# What the task requires
Write out, exactly as they stand, the line containing "return Err(e);" and all subsequent lines up to and including the final line of the records.

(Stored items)
====

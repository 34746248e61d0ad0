//! The turn loop.
//!
//! One call to [`ConversationLoop::run_turn`]:
//!
//! 1. takes the last committed utterance as the trigger,
//! 2. prepares every participant concurrently under a per-turn timeout and
//!    a shared cancellation token,
//! 3. applies the prepared state once every participant has settled,
//! 4. resolves at most one speaker,
//! 5. commits the winning utterance, and
//! 6. lets every agent observe it and age its thoughts and memories.
//!
//! Participants run as futures on the caller's task, so nothing is shared
//! across threads. Each agent only ever writes to its own state.

use std::time::Duration;

use futures::future::join_all;
use tokio_util::sync::CancellationToken;
use tracing::{debug, info, warn};

use crate::agent::Agent;
use crate::conversation::{Conversation, NewUtterance, Utterance};
use crate::engagement::{Decision, resolve};
use crate::error::{AgentError, Result};
use crate::participant::{Participant, Proposal};
use crate::types::{ConversationConfig, Services};

// ─────────────────────────────────────────────────────────────────────────────
// Turn Context
// ─────────────────────────────────────────────────────────────────────────────

/// Read-only view of the conversation handed to participants each turn.
#[derive(Debug, Clone, Copy)]
pub struct TurnContext<'a> {
    pub conversation: &'a Conversation,
    /// The utterance everyone is reacting to.
    pub trigger: &'a Utterance,
    /// Simulation round, which also advances on silent turns.
    pub round: u64,
}

impl<'a> TurnContext<'a> {
    pub fn new(conversation: &'a Conversation, trigger: &'a Utterance, round: u64) -> Self {
        Self {
            conversation,
            trigger,
            round,
        }
    }

    /// Id of whoever spoke last.
    pub fn floor_holder(&self) -> Option<&'a str> {
        self.conversation.last().map(|u| u.participant_id.as_str())
    }
}

// ─────────────────────────────────────────────────────────────────────────────
// Turn Report
// ─────────────────────────────────────────────────────────────────────────────

/// Outcome of one round.
#[derive(Debug, Clone, PartialEq)]
pub struct TurnReport {
    pub round: u64,
    /// Participant id of the speaker, if anyone spoke.
    pub speaker: Option<String>,
    pub utterance_id: Option<String>,
    /// Every participant's decision, in roster order.
    pub decisions: Vec<Decision>,
    /// Participants that did not decide within the timeout.
    pub timed_out: Vec<String>,
}

impl TurnReport {
    pub fn is_silent(&self) -> bool {
        self.speaker.is_none()
    }
}

// ─────────────────────────────────────────────────────────────────────────────
// Conversation Loop
// ─────────────────────────────────────────────────────────────────────────────

/// Drives a conversation between agents and humans, one round at a time.
#[derive(Debug)]
pub struct ConversationLoop {
    conversation: Conversation,
    participants: Vec<Participant>,
    round: u64,
    silent_rounds: u32,
}

impl ConversationLoop {
    /// Loop over an existing conversation. Every participant must be on its
    /// roster.
    pub fn new(conversation: Conversation, participants: Vec<Participant>) -> Result<Self> {
        if let Some(stranger) = participants
            .iter()
            .find(|p| conversation.participant(p.id()).is_none())
        {
            return Err(AgentError::validation(format!(
                "Participant {} is not in the conversation",
                stranger.id()
            )));
        }
        Ok(Self {
            conversation,
            participants,
            round: 0,
            silent_rounds: 0,
        })
    }

    /// Create the conversation from the participants themselves.
    pub fn from_participants(
        participants: Vec<Participant>,
        topic: impl Into<String>,
        services: Services,
        config: ConversationConfig,
    ) -> Result<Self> {
        let roster = participants.iter().map(|p| p.info().to_ref()).collect();
        let conversation = Conversation::create(roster, topic, services, config)?;
        Self::new(conversation, participants)
    }

    pub fn conversation(&self) -> &Conversation {
        &self.conversation
    }

    pub fn participants(&self) -> &[Participant] {
        &self.participants
    }

    pub fn participant(&self, id: &str) -> Option<&Participant> {
        self.participants.iter().find(|p| p.id() == id)
    }

    pub fn agent(&self, id: &str) -> Option<&Agent> {
        self.participant(id).and_then(Participant::as_agent)
    }

    /// Rounds completed so far.
    pub fn round(&self) -> u64 {
        self.round
    }

    /// Consecutive rounds in which nobody spoke.
    pub fn silent_rounds(&self) -> u32 {
        self.silent_rounds
    }

    /// Commit an utterance outside the turn loop and let every agent hear it.
    pub async fn open(&mut self, participant_id: &str, text: &str) -> Result<Utterance> {
        let utterance = self
            .conversation
            .add_utterance(NewUtterance::new(participant_id, text).at_round(self.round))
            .await?
            .clone();
        self.broadcast(&utterance, None)?;
        info!(
            speaker = %utterance.participant_name,
            turn = utterance.turn_number,
            "Conversation opened"
        );
        Ok(utterance)
    }

    /// Run rounds until `turns` have passed or the conversation goes quiet
    /// for `max_silent_rounds` in a row.
    pub async fn run(&mut self, turns: usize) -> Result<Vec<TurnReport>> {
        let max_silent = self.conversation.config().max_silent_rounds;
        let mut reports = Vec::with_capacity(turns);
        for _ in 0..turns {
            reports.push(self.run_turn().await?);
            if max_silent > 0 && self.silent_rounds >= max_silent {
                info!(
                    round = self.round,
                    silent_rounds = self.silent_rounds,
                    "Conversation went quiet, stopping"
                );
                break;
            }
        }
        Ok(reports)
    }

    /// Run one round.
    ///
    /// Participants prepare concurrently and nothing is applied until all
    /// of them have settled. A service error from any participant cancels
    /// the others and is returned with every participant unchanged; the
    /// round is not counted. A participant that times out is treated as
    /// silent.
    pub async fn run_turn(&mut self) -> Result<TurnReport> {
        let round = self.round + 1;
        let timeout = self.conversation.config().turn_timeout;
        let token = CancellationToken::new();

        let (decisions, timed_out) = {
            let Self {
                conversation,
                participants,
                ..
            } = self;
            let trigger = conversation
                .last()
                .ok_or_else(|| AgentError::validation("Conversation has not been opened"))?;
            let ctx = TurnContext::new(conversation, trigger, round);
            debug!(round, trigger = %trigger.id, "Starting turn");

            let outcomes = join_all(
                participants
                    .iter_mut()
                    .map(|participant| prepare_within(participant, &ctx, &token, timeout)),
            )
            .await;

            settle(participants, &ctx, outcomes)
        }
        .inspect_err(|_| token.cancel())?;

        let winner = resolve(&decisions).cloned();
        let committed = match &winner {
            Some(decision) => Some(self.commit(decision, round).await.inspect_err(|_| token.cancel())?),
            None => None,
        };
        token.cancel();

        self.broadcast_turn(winner.as_ref(), committed.as_ref(), round)?;

        self.round = round;
        self.silent_rounds = if committed.is_some() {
            0
        } else {
            self.silent_rounds.saturating_add(1)
        };

        match &committed {
            Some(utterance) => info!(
                round,
                turn = utterance.turn_number,
                speaker = %utterance.participant_name,
                text = %utterance.text,
                "Committed utterance"
            ),
            None => info!(round, "Nobody spoke"),
        }

        Ok(TurnReport {
            round,
            speaker: committed.as_ref().map(|u| u.participant_id.clone()),
            utterance_id: committed.map(|u| u.id),
            decisions,
            timed_out,
        })
    }

    async fn commit(&mut self, decision: &Decision, round: u64) -> Result<Utterance> {
        let text = decision
            .content
            .as_deref()
            .ok_or_else(|| AgentError::internal("winning decision has no content"))?;
        let mut new = NewUtterance::new(&decision.participant_id, text).at_round(round);
        if let Some(thought_id) = &decision.thought_id {
            new = new.with_thought(thought_id);
        }
        if let Some(embedding) = &decision.embedding {
            new = new.with_embedding(embedding.clone());
        }
        Ok(self.conversation.add_utterance(new).await?.clone())
    }

    /// Update counters and agent state after a round.
    fn broadcast_turn(
        &mut self,
        winner: Option<&Decision>,
        committed: Option<&Utterance>,
        round: u64,
    ) -> Result<()> {
        if let Some(decision) = winner
            && let Some(thought_id) = decision.thought_id.as_deref()
            && let Some(agent) = self
                .participants
                .iter_mut()
                .find(|p| p.id() == decision.participant_id)
                .and_then(Participant::as_agent_mut)
        {
            agent.mark_expressed(thought_id);
        }

        match committed {
            Some(utterance) => self.broadcast(utterance, Some(round))?,
            None => {
                for participant in &mut self.participants {
                    participant.info_mut().record_silent();
                }
            }
        }

        for agent in self.participants.iter_mut().filter_map(Participant::as_agent_mut) {
            agent.end_turn(round);
        }
        Ok(())
    }

    /// Record who spoke and store the utterance in every agent's memory.
    fn broadcast(&mut self, utterance: &Utterance, round: Option<u64>) -> Result<()> {
        let round = round.unwrap_or(self.round);
        for participant in &mut self.participants {
            if participant.id() == utterance.participant_id {
                participant.info_mut().record_spoke(utterance.turn_number);
            } else {
                participant.info_mut().record_silent();
            }
            if let Some(agent) = participant.as_agent_mut() {
                agent.observe(utterance, round)?;
            }
        }
        Ok(())
    }
}

type Outcome = std::result::Result<Result<Proposal>, tokio::time::error::Elapsed>;

/// Prepare one participant, cancelling its siblings if it fails.
async fn prepare_within(
    participant: &mut Participant,
    ctx: &TurnContext<'_>,
    token: &CancellationToken,
    timeout: Duration,
) -> Outcome {
    let outcome = tokio::time::timeout(timeout, participant.prepare(ctx, token)).await;
    if let Ok(Err(e)) = &outcome
        && !e.is_cancelled()
    {
        token.cancel();
    }
    outcome
}

/// Apply every proposal, or return the first real error having applied none.
fn settle(
    participants: &mut [Participant],
    ctx: &TurnContext<'_>,
    outcomes: Vec<Outcome>,
) -> Result<(Vec<Decision>, Vec<String>)> {
    let round = ctx.round;
    let mut proposals = Vec::with_capacity(outcomes.len());
    let mut timed_out = Vec::new();

    for (participant, outcome) in participants.iter().zip(outcomes) {
        match outcome {
            Ok(Ok(proposal)) => proposals.push(Some(proposal)),
            Ok(Err(e)) if e.is_cancelled() => proposals.push(None),
            Ok(Err(e)) => {
                warn!(participant_id = %participant.id(), round, error = %e, "Participant failed");
                return Err(e);
            }
            Err(_) => {
                warn!(participant_id = %participant.id(), round, "Participant timed out, treating as silent");
                timed_out.push(participant.id().to_string());
                proposals.push(None);
            }
        }
    }

    let decisions = participants
        .iter_mut()
        .zip(proposals)
        .map(|(participant, proposal)| match proposal {
            Some(proposal) => participant.commit(ctx, proposal),
            None => participant.abandon_turn(),
        })
        .collect();
    Ok((decisions, timed_out))
}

====

# Exercise output
                return Err(e);
            }
            Err(_) => {
                warn!(participant_id = %participant.id(), round, "Participant timed out, treating as silent");
                timed_out.push(participant.id().to_string());
                proposals.push(None);
            }
        }
    }

    let decisions = participants
        .iter_mut()
        .zip(proposals)
        .map(|(participant, proposal)| match proposal {
            Some(proposal) => participant.commit(ctx, proposal),
            None => participant.abandon_turn(),
        })
        .collect();
    Ok((decisions, timed_out))
}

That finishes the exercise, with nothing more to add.